I love having everyone home and I’m in no rush for Lucas to go back to school but I think these holidays I’ve struggled having everyone around – more than I have in the past anyway. It was such a big adjustment when Lucas started school back in September. At first I hated it but I must admit that I am totally used to it now, so much so it feels a little strange having everyone home. When it’s just me and the twins I’m used to our routine and my way of doing things. I don’t have to explain what I’m doing and I guess I’m pretty quiet in the day just getting on with whatever I want to do, working around the twins obviously!
We don’t have a big home and having my husband home and a new grown up Lucas in the house makes it feel cramped at times. His energy is endless and he runs up and down the hall caught up in imaginary games. I think he is probably so used to the structure of school that maybe he is sometimes at a bit of a loose end too. Sometimes I feel like I’m reaching sensory overload with so much going on in the house and nowhere to go. I’m starting to realise that I find it a bit overwhelming because I’ve not actually been able to switch off from the idea of what I should be doing in an ordinary week. Of course, jobs still need doing but I find it hard to let go of the routine and to just relax and enjoy the days.

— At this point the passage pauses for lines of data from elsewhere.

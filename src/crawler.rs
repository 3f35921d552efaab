//! One crawl: discover new releases of followed artists, file them into their
//! album groups and append their tracks to the matching playlists.
//!
//! ```text
//! enabled groups → followed artists → releases → unseen → recent → tracks
//!   → appears-on cleanup → remap → publish → refresh stores
//! ```
//!
//! Each filter stage reports what it dropped through [`crate::diff`]. The whole
//! run holds the [`CrawlGuard`]; notifier maintenance only checks it.

use std::{
    collections::{BTreeMap, HashSet},
    sync::Arc,
};

use chrono::{DateTime, Days, Duration, NaiveDate, Utc};

use crate::{
    category::{AlbumGroup, AlbumGroupExtended, AlbumGroups},
    config::Settings,
    config_cache::PlaylistStoreCache,
    diff,
    error::Result,
    guard::CrawlGuard,
    management::BotDatabase,
    remapper::RemapperPipeline,
    spotify::{Catalog, Publisher},
    types::{Album, AlbumTrackPair, Artist},
    utils,
};

/// Prefix marking a playlist that received songs recently.
pub const NEW_INDICATOR: &str = "[NEW] ";

/// Songs added per extended group by one crawl.
pub type CrawlResults = BTreeMap<AlbumGroupExtended, usize>;

#[derive(Debug, Clone)]
pub struct CrawlOptions {
    pub lookback_days: u32,
    pub new_indicator_timeout: Duration,
}

impl Default for CrawlOptions {
    fn default() -> Self {
        Self {
            lookback_days: 3,
            new_indicator_timeout: Duration::minutes(60),
        }
    }
}

impl From<&Settings> for CrawlOptions {
    fn from(settings: &Settings) -> Self {
        Self {
            lookback_days: settings.lookback_days,
            new_indicator_timeout: settings.new_indicator_timeout,
        }
    }
}

pub struct Crawler {
    guard: Arc<CrawlGuard>,
    cache: Arc<PlaylistStoreCache>,
    database: Arc<dyn BotDatabase>,
    catalog: Arc<dyn Catalog>,
    publisher: Arc<dyn Publisher>,
    remappers: RemapperPipeline,
    options: CrawlOptions,
}

impl Crawler {
    pub fn new(
        guard: Arc<CrawlGuard>,
        cache: Arc<PlaylistStoreCache>,
        database: Arc<dyn BotDatabase>,
        catalog: Arc<dyn Catalog>,
        publisher: Arc<dyn Publisher>,
    ) -> Self {
        Self {
            guard,
            cache,
            database,
            catalog,
            publisher,
            remappers: RemapperPipeline::default(),
            options: CrawlOptions::default(),
        }
    }

    pub fn with_options(mut self, options: CrawlOptions) -> Self {
        self.options = options;
        self
    }

    pub fn is_busy(&self) -> bool {
        self.guard.is_busy()
    }

    pub fn cache(&self) -> &PlaylistStoreCache {
        &self.cache
    }

    /// Runs a crawl unless one is in progress, in which case `None` comes back.
    /// The guard is released on every exit path.
    pub async fn run_crawler(&self) -> Result<Option<CrawlResults>> {
        let Some(_permit) = self.guard.try_lock() else {
            tracing::info!("Crawl requested while another crawl is running");
            return Ok(None);
        };

        tracing::debug!("Crawl started");
        let today = Utc::now().date_naive();
        match self.crawl(today).await {
            Ok(results) => Ok(Some(results)),
            Err(e) => {
                tracing::error!(error = %e, "Crawl failed");
                Err(e)
            }
        }
    }

    async fn crawl(&self, today: NaiveDate) -> Result<CrawlResults> {
        let enabled: AlbumGroups = self
            .cache
            .enabled_album_groups()
            .await?
            .into_iter()
            .collect();
        if enabled.is_empty() {
            tracing::warn!("No playlist is configured, nothing to crawl");
            return Ok(CrawlResults::new());
        }

        let artists = self.catalog.followed_artists().await?;
        if artists.is_empty() {
            tracing::warn!("No followed artists found");
            return Ok(CrawlResults::new());
        }

        let mut releases = Vec::new();
        for artist in &artists {
            releases.extend(self.catalog.artist_releases(&artist.id, &enabled).await?);
        }
        utils::remove_duplicate_albums(&mut releases);

        let new_releases = self.filter_unseen(&releases, &enabled).await?;
        let recent = filter_recent(&new_releases, today, self.options.lookback_days);
        if recent.is_empty() {
            return Ok(CrawlResults::new());
        }

        let album_track_pairs = self.catalog.album_tracks(&recent).await?;
        let album_track_pairs = filter_appears_on_tracks(album_track_pairs, &artists);

        let enabled_extended = self.cache.enabled_extended_groups().await?;
        let grouped = self
            .remappers
            .restricted_to(&enabled_extended)
            .remap(album_track_pairs);

        self.publish(grouped).await
    }

    /// Drops releases seen by an earlier crawl and those outside the enabled
    /// groups, then remembers every remaining id.
    async fn filter_unseen(&self, releases: &[Album], enabled: &AlbumGroups) -> Result<Vec<Album>> {
        let known = self.database.known_release_ids().await?;
        let unseen: Vec<Album> = releases
            .iter()
            .filter(|album| !known.contains(&album.id))
            .filter(|album| album.album_group().is_some_and(|g| enabled.contains(g)))
            .cloned()
            .collect();

        diff::log_album_difference(releases, &unseen, "Dropped known or unsupported releases:");

        let ids: Vec<String> = unseen.iter().map(|album| album.id.clone()).collect();
        self.database.store_release_ids(&ids).await?;
        Ok(unseen)
    }

    async fn publish(
        &self,
        grouped: BTreeMap<AlbumGroupExtended, Vec<AlbumTrackPair>>,
    ) -> Result<CrawlResults> {
        let mut results = CrawlResults::new();

        for (group, mut album_track_pairs) in grouped {
            let Some(store) = self.cache.get(group).await? else {
                tracing::warn!(group = %group, "No playlist store for group");
                continue;
            };
            let Some(playlist_id) = store.enabled_playlist_id() else {
                tracing::warn!(group = %group, "Playlist store is disabled");
                continue;
            };

            utils::sort_album_track_pairs(&mut album_track_pairs);
            let uris: Vec<String> = album_track_pairs
                .iter()
                .flat_map(|atp| atp.tracks.iter().map(|track| track.uri.clone()))
                .collect();
            if uris.is_empty() {
                continue;
            }

            self.publisher.add_tracks(playlist_id, &uris).await?;
            self.cache.refresh(group).await?;
            self.mark_new(playlist_id).await?;

            tracing::info!(
                group = %group,
                releases = album_track_pairs.len(),
                songs = uris.len(),
                "Added songs to playlist"
            );
            results.insert(group, uris.len());
        }

        Ok(results)
    }

    async fn mark_new(&self, playlist_id: &str) -> Result<()> {
        let name = self.publisher.playlist_name(playlist_id).await?;
        if !name.starts_with(NEW_INDICATOR) {
            self.publisher
                .rename_playlist(playlist_id, &format!("{NEW_INDICATOR}{name}"))
                .await?;
        }
        Ok(())
    }

    /// Removes the `[NEW]` indicator from playlists whose last update is older
    /// than the timeout. Skipped while a crawl is running; `None` in that case,
    /// otherwise the number of cleared playlists.
    pub async fn clear_obsolete_notifiers(&self) -> Result<Option<usize>> {
        if self.guard.is_busy() {
            return Ok(None);
        }
        self.clear_notifiers_at(Utc::now()).await.map(Some)
    }

    async fn clear_notifiers_at(&self, now: DateTime<Utc>) -> Result<usize> {
        let stores = self.cache.get_all().await?;
        let mut cleared = 0;

        for group in AlbumGroupExtended::ALL {
            let Some(store) = stores.get(&group) else {
                continue;
            };
            let (Some(playlist_id), Some(last_update)) =
                (store.enabled_playlist_id(), store.last_update)
            else {
                continue;
            };
            if now - last_update < self.options.new_indicator_timeout {
                continue;
            }

            let name = self.publisher.playlist_name(playlist_id).await?;
            if let Some(stripped) = name.strip_prefix(NEW_INDICATOR) {
                self.publisher.rename_playlist(playlist_id, stripped).await?;
            }
            self.cache.unset(group).await?;
            tracing::debug!(group = %group, "Cleared new indicator");
            cleared += 1;
        }

        Ok(cleared)
    }
}

/// Keeps day-precision releases from the last `lookback_days` days. A window
/// reaching past the calendar range keeps everything.
fn filter_recent(releases: &[Album], today: NaiveDate, lookback_days: u32) -> Vec<Album> {
    let earliest = today
        .checked_sub_days(Days::new(u64::from(lookback_days)))
        .unwrap_or(NaiveDate::MIN);
    let recent: Vec<Album> = releases
        .iter()
        .filter(|album| album.release_day().is_some_and(|day| day >= earliest))
        .cloned()
        .collect();

    diff::log_album_difference(releases, &recent, "Dropped old or imprecisely dated releases:");
    recent
}

/// Appears-on releases only contribute the tracks a followed artist plays on.
/// Releases left without tracks are dropped.
fn filter_appears_on_tracks(
    album_track_pairs: Vec<AlbumTrackPair>,
    artists: &[Artist],
) -> Vec<AlbumTrackPair> {
    let followed: HashSet<&str> = artists.iter().map(|artist| artist.id.as_str()).collect();
    let before = album_track_pairs.clone();

    let filtered: Vec<AlbumTrackPair> = album_track_pairs
        .into_iter()
        .filter_map(|mut atp| {
            if atp.album.album_group() == Some(AlbumGroup::AppearsOn) {
                atp.tracks.retain(|track| {
                    track
                        .artists
                        .iter()
                        .any(|artist| followed.contains(artist.id.as_str()))
                });
            }
            (!atp.tracks.is_empty()).then_some(atp)
        })
        .collect();

    diff::log_album_track_pair_difference(
        &before,
        &filtered,
        "Dropped releases without tracks by followed artists:",
    );
    filtered
}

While we were away camping I took my favourite magazine, The Simple Things and read a great article in it called, The Lost Art Of Boredom. In seemed particularity apt that I was sat out in a field with nothing to do reading about how we very rarely allow ourselves to be bored anymore. We already know that it’s good for children to be bored, to switch off and have screen free time but it seems to be something we struggle with ourselves. One part of it mentioned sending a text while cooking tea and it’s something I do all the time, I always have my phone with me while I’m cooking. It says that although we think we’re being efficient and multi tasking actually we aren’t allowing our minds the chance to settle, it’s constantly switching between tasks and in the long run it makes is harder for us to concentrate. It struck a chord with me, I was nodding along with it all! I found that while we were camping, with absolutely nothing to distract me, I actually felt more relaxed than I had in months. The first night we were away I couldn’t sit still, I was up tidying things away and wasn’t sure what to do with myself. However, the second night the boys went to bed much later, we watched them play in the field and read on and off. I sat in my camping chair and listened to my husband read them stories before bed. Then we sat outside together until it got dark, sometimes not even talking. It was bliss and I didn’t feel like all my thoughts were rushing around in my head, for once I wasn’t thinking about things that needed to be done – sometimes you need to just be.

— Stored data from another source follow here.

use std::time::Duration;

use indicatif::{ProgressBar, ProgressStyle};

use crate::{
    error::Result,
    info,
    scheduler::{self, TriggerOutcome},
    success, warning,
};

use super::Bot;

pub async fn crawl(bot: &Bot) -> Result<()> {
    let pb = ProgressBar::new_spinner();
    pb.set_message("Crawling releases of followed artists...");
    pb.enable_steady_tick(Duration::from_millis(100));
    if let Ok(style) = ProgressStyle::with_template("{spinner:.blue} {msg}") {
        pb.set_style(style.tick_chars("⠋⠙⠹⠸⠼⠴⠦⠧⠇⠏"));
    }

    let outcome = scheduler::trigger_crawl(&bot.crawler).await;
    pb.finish_and_clear();

    match outcome? {
        TriggerOutcome::AcceptedWithChanges(summary) => success!("{}", summary),
        TriggerOutcome::AcceptedNoChanges => info!("No new songs found."),
        TriggerOutcome::RejectedBusy => warning!("Previous crawling process is still ongoing..."),
    }
    Ok(())
}

pub async fn clear_notifiers(bot: &Bot) -> Result<()> {
    match scheduler::trigger_clear_notifiers(&bot.crawler).await? {
        TriggerOutcome::AcceptedWithChanges(summary) => success!("{}", summary),
        TriggerOutcome::AcceptedNoChanges => info!("No indicator to clear."),
        TriggerOutcome::RejectedBusy => {
            warning!("Can't clear indicators now, crawler is in progress...")
        }
    }
    Ok(())
}
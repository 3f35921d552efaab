use axum::{extract::State, http::StatusCode};

use crate::{
    error::Result,
    scheduler::{self, TriggerOutcome},
};

use super::AppState;

pub async fn refresh(State(state): State<AppState>) -> (StatusCode, String) {
    into_response(
        scheduler::trigger_crawl(&state.crawler).await,
        "Previous crawling process is still ongoing...",
    )
}

pub async fn clear_notifiers(State(state): State<AppState>) -> (StatusCode, String) {
    into_response(
        scheduler::trigger_clear_notifiers(&state.crawler).await,
        "Can't clear indicators now, crawler is in progress...",
    )
}

pub(crate) fn into_response(
    outcome: Result<TriggerOutcome>,
    busy_message: &str,
) -> (StatusCode, String) {
    match outcome {
        Ok(TriggerOutcome::AcceptedWithChanges(summary)) => (StatusCode::CREATED, summary),
        Ok(TriggerOutcome::AcceptedNoChanges) => (StatusCode::NO_CONTENT, String::new()),
        Ok(TriggerOutcome::RejectedBusy) => (StatusCode::CONFLICT, busy_message.to_string()),
        Err(e) => (StatusCode::INTERNAL_SERVER_ERROR, e.to_string()),
    }
}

As soon as we were back home the real world creeps back in though and it’s hard to capture that again. That feeling of being restful is something I’m trying to remember, especially when we are in the house. I’m trying not to pick up my phone first thing in the morning and I’ve started bringing a book downstairs with me instead. I’m trying to spend more time writing in my bullet journal rather than going straight onto the computer. I miss my walks on the school run but I’ve made absolutely no effort to just go for a walk myself so that’s something I want to do more. It’s so easy to forget all those tiny simple things that you know make you feel better. I know that the more I slow down, the more I enjoy the boys and I feel like a fun Mum – it’s something for me to work on the the rest of the holidays.